● WHAT TO DO
Your task is to copy all of the entries exactly as they are given.

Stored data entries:
Start of Block

//! Figure rendering for evaluated plots
//!
//! Commands only queue figures. A [`FigureBackend`] receives them after the
//! source that requested them has rendered successfully.

pub mod backend;
pub mod config;
pub mod svg;

use std::path::{Path, PathBuf};

pub use backend::{FigureBackend, FigureError, RecordingBackend, SvgFigureBackend};
pub use config::FigureConfig;
pub use svg::render_plot;

/// Path of a figure as referenced from rendered text
pub fn figure_path(figure_dir: &Path, label: &str) -> PathBuf {
    figure_dir.join(format!("{}.svg", label))
}

#[cfg(test)]
mod tests {
    use super::*;

    #[test]
    fn test_figure_path() {
        assert_eq!(
            figure_path(Path::new("figures"), "figure_p1"),
            PathBuf::from("figures/figure_p1.svg")
        );
    }
}
//! One-time writer setup

use std::marker::PhantomData;
use std::panic::{self, AssertUnwindSafe};

use super::state::EngineState;
use super::panic_message;
use crate::record::LogRecord;
use crate::task::{ExecutionTiming, SingletonTask};
use crate::writer::{PersistError, PersistResult, RecordWriter};

pub(super) struct SetupTask<R> {
    _records: PhantomData<fn(R)>,
}

impl<R> SetupTask<R> {
    pub(super) fn new() -> Self {
        Self { _records: PhantomData }
    }
}

pub(super) struct SetupOutcome<R> {
    writer: Option<Box<dyn RecordWriter<R>>>,
    result: PersistResult<()>,
}

impl<R: LogRecord> SingletonTask for SetupTask<R> {
    type State = EngineState<R>;
    type Job = Option<Box<dyn RecordWriter<R>>>;
    type Outcome = SetupOutcome<R>;

    fn name(&self) -> &'static str {
        "trade-log-setup"
    }

    fn prepare(&mut self, state: &mut EngineState<R>) -> Self::Job {
        state.writer.take()
    }

    fn execute(job: Self::Job) -> SetupOutcome<R> {
        let Some(mut writer) = job else {
            return SetupOutcome {
                writer: None,
                result: Err(PersistError::worker_panicked("No writer available for setup")),
            };
        };

        let result = panic::catch_unwind(AssertUnwindSafe(|| writer.setup())).unwrap_or_else(|payload| {
            Err(PersistError::worker_panicked(format!(
                "Writer panicked during setup: {}",
                panic_message(payload.as_ref())
            )))
        });
        SetupOutcome {
            writer: Some(writer),
            result,
        }
    }

    fn callback(&mut self, state: &mut EngineState<R>, outcome: SetupOutcome<R>, timing: &ExecutionTiming) {
        state.writer = outcome.writer;

        match outcome.result {
            Ok(()) if state.writer.is_some() => {
                tracing::debug!(storage = %state.storage_type, timing = %timing, "Trade log setup completed");
            }
            Ok(()) => state.disable("writer was lost during setup"),
            Err(e) => {
                tracing::error!(storage = %state.storage_type, error = %e.report(), "Trade log setup failed");
                state.disable(&format!("setup failed: {}", e.summary()));
            }
        }
        // Pending records become eligible for saving from here on.
        state.setup_completed = true;
    }

    fn aborted(&mut self, state: &mut EngineState<R>, reason: &str) {
        state.setup_completed = true;
        state.disable(&format!("setup aborted: {}", reason));
    }
}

End of Block

● ANSWER SPACE
//! Figure rendering for evaluated plots
//!
//! Commands only queue figures. A [`FigureBackend`] receives them after the
//! source that requested them has rendered successfully.

pub mod backend;
pub mod config;
pub mod svg;

use std::path::{Path, PathBuf};

pub use backend::{FigureBackend, FigureError, RecordingBackend, SvgFigureBackend};
pub use config::FigureConfig;
pub use svg::render_plot;

/// Path of a figure as referenced from rendered text
pub fn figure_path(figure_dir: &Path, label: &str) -> PathBuf {
    figure_dir.join(format!("{}.svg", label))
}

#[cfg(test)]
mod tests {
    use super::*;

    #[test]
    fn test_figure_path() {
        assert_eq!(
            figure_path(Path::new("figures"), "figure_p1"),
            PathBuf::from("figures/figure_p1.svg")
        );
    }
}
//! One-time writer setup

use std::marker::PhantomData;
use std::panic::{self, AssertUnwindSafe};

use super::state::EngineState;
use super::panic_message;
use crate::record::LogRecord;
use crate::task::{ExecutionTiming, SingletonTask};
use crate::writer::{PersistError, PersistResult, RecordWriter};

pub(super) struct SetupTask<R> {
    _records: PhantomData<fn(R)>,
}

impl<R> SetupTask<R> {
    pub(super) fn new() -> Self {
        Self { _records: PhantomData }
    }
}

pub(super) struct SetupOutcome<R> {
    writer: Option<Box<dyn RecordWriter<R>>>,
    result: PersistResult<()>,
}

impl<R: LogRecord> SingletonTask for SetupTask<R> {
    type State = EngineState<R>;
    type Job = Option<Box<dyn RecordWriter<R>>>;
    type Outcome = SetupOutcome<R>;

    fn name(&self) -> &'static str {
        "trade-log-setup"
    }

    fn prepare(&mut self, state: &mut EngineState<R>) -> Self::Job {
        state.writer.take()
    }

    fn execute(job: Self::Job) -> SetupOutcome<R> {
        let Some(mut writer) = job else {
            return SetupOutcome {
                writer: None,
                result: Err(PersistError::worker_panicked("No writer available for setup")),
            };
        };

        let result = panic::catch_unwind(AssertUnwindSafe(|| writer.setup())).unwrap_or_else(|payload| {
            Err(PersistError::worker_panicked(format!(
                "Writer panicked during setup: {}",
                panic_message(payload.as_ref())
            )))
        });
        SetupOutcome {
            writer: Some(writer),
            result,
        }
    }

    fn callback(&mut self, state: &mut EngineState<R>, outcome: SetupOutcome<R>, timing: &ExecutionTiming) {
        state.writer = outcome.writer;

        match outcome.result {
            Ok(()) if state.writer.is_some() => {
                tracing::debug!(storage = %state.storage_type, timing = %timing, "Trade log setup completed");
            }
            Ok(()) => state.disable("writer was lost during setup"),
            Err(e) => {
                tracing::error!(storage = %state.storage_type, error = %e.report(), "Trade log setup failed");
                state.disable(&format!("setup failed: {}", e.summary()));
            }
        }
        // Pending records become eligible for saving from here on.
        state.setup_completed = true;
    }

    fn aborted(&mut self, state: &mut EngineState<R>, reason: &str) {
        state.setup_completed = true;
        state.disable(&format!("setup aborted: {}", reason));
    }
}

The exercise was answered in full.